*** SUPPLIED MATERIAL Section Begins ***

use criterion::{Criterion, criterion_group, criterion_main};
use flow_exporter::{ParserConfig, PacketParser};
use std::hint::black_box;

fn eth_ip_tcp(src_port: u16, dst_port: u16) -> Vec<u8> {
    let mut packet = Vec::new();
    packet.extend_from_slice(&[0u8; 6]);
    packet.extend_from_slice(&[1u8; 6]);
    packet.extend_from_slice(&0x0800u16.to_be_bytes());

    packet.push(0x45);
    packet.push(0);
    packet.extend_from_slice(&40u16.to_be_bytes());
    packet.extend_from_slice(&[0, 0]);
    packet.extend_from_slice(&[0, 0]);
    packet.push(64);
    packet.push(6);
    packet.extend_from_slice(&[0, 0]);
    packet.extend_from_slice(&[10, 0, 0, 1]);
    packet.extend_from_slice(&[10, 0, 0, 2]);

    packet.extend_from_slice(&src_port.to_be_bytes());
    packet.extend_from_slice(&dst_port.to_be_bytes());
    packet.extend_from_slice(&[0; 4]);
    packet.extend_from_slice(&[0; 4]);
    packet.push(0x50);
    packet.push(0x18);
    packet.extend_from_slice(&[0xff, 0xff]);
    packet.extend_from_slice(&[0, 0]);
    packet.extend_from_slice(&[0, 0]);
    packet
}

fn eth_vlan_ipv6_udp_vxlan_inner_tcp() -> Vec<u8> {
    let mut packet = Vec::new();
    packet.extend_from_slice(&[0u8; 6]);
    packet.extend_from_slice(&[1u8; 6]);
    packet.extend_from_slice(&0x8100u16.to_be_bytes()); // VLAN
    packet.extend_from_slice(&0x0010u16.to_be_bytes()); // tag, pcp/dei/vid
    packet.extend_from_slice(&0x86ddu16.to_be_bytes()); // ethertype IPv6

    let inner_frame = eth_ip_tcp(1234, 80);
    let vxlan_payload_len = 8 + inner_frame.len(); // vxlan header + inner frame
    let udp_total_len = 8 + vxlan_payload_len;

    packet.push(0x60);
    packet.extend_from_slice(&[0, 0, 0]);
    packet.extend_from_slice(&(udp_total_len as u16).to_be_bytes()); // ipv6 payload_length
    packet.push(17); // next header UDP
    packet.push(64);
    packet.extend_from_slice(&[0u8; 16]);
    packet.extend_from_slice(&[0u8; 16]);

    packet.extend_from_slice(&4789u16.to_be_bytes()); // src port
    packet.extend_from_slice(&4789u16.to_be_bytes()); // dst port (vxlan)
    packet.extend_from_slice(&(udp_total_len as u16).to_be_bytes());
    packet.extend_from_slice(&[0, 0]);

    packet.extend_from_slice(&[0x08, 0, 0, 0]); // vxlan flags + reserved
    packet.extend_from_slice(&[0, 0, 42, 0]); // vni + reserved

    packet.extend_from_slice(&inner_frame);
    packet
}

fn criterion_benchmark(c: &mut Criterion) {
    let parser = PacketParser::new(ParserConfig::default());
    let simple = eth_ip_tcp(1234, 80);
    let tunneled = eth_vlan_ipv6_udp_vxlan_inner_tcp();

    c.bench_function("parse simple ethernet/ipv4/tcp", |b| {
        b.iter(|| {
            let _ = parser.parse(black_box(&simple));
        })
    });

    c.bench_function("parse vlan/ipv6/vxlan/tunneled tcp", |b| {
        b.iter(|| {
            let _ = parser.parse(black_box(&tunneled));
        })
    });
}

criterion_group!(benches, criterion_benchmark);
criterion_main!(benches);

*** SUPPLIED MATERIAL Section Ends ***

» WHAT IS REQUIRED
Say how many of the lines above include the word "tunneled", giving the figure alone.

» YOUR RESPONSE
3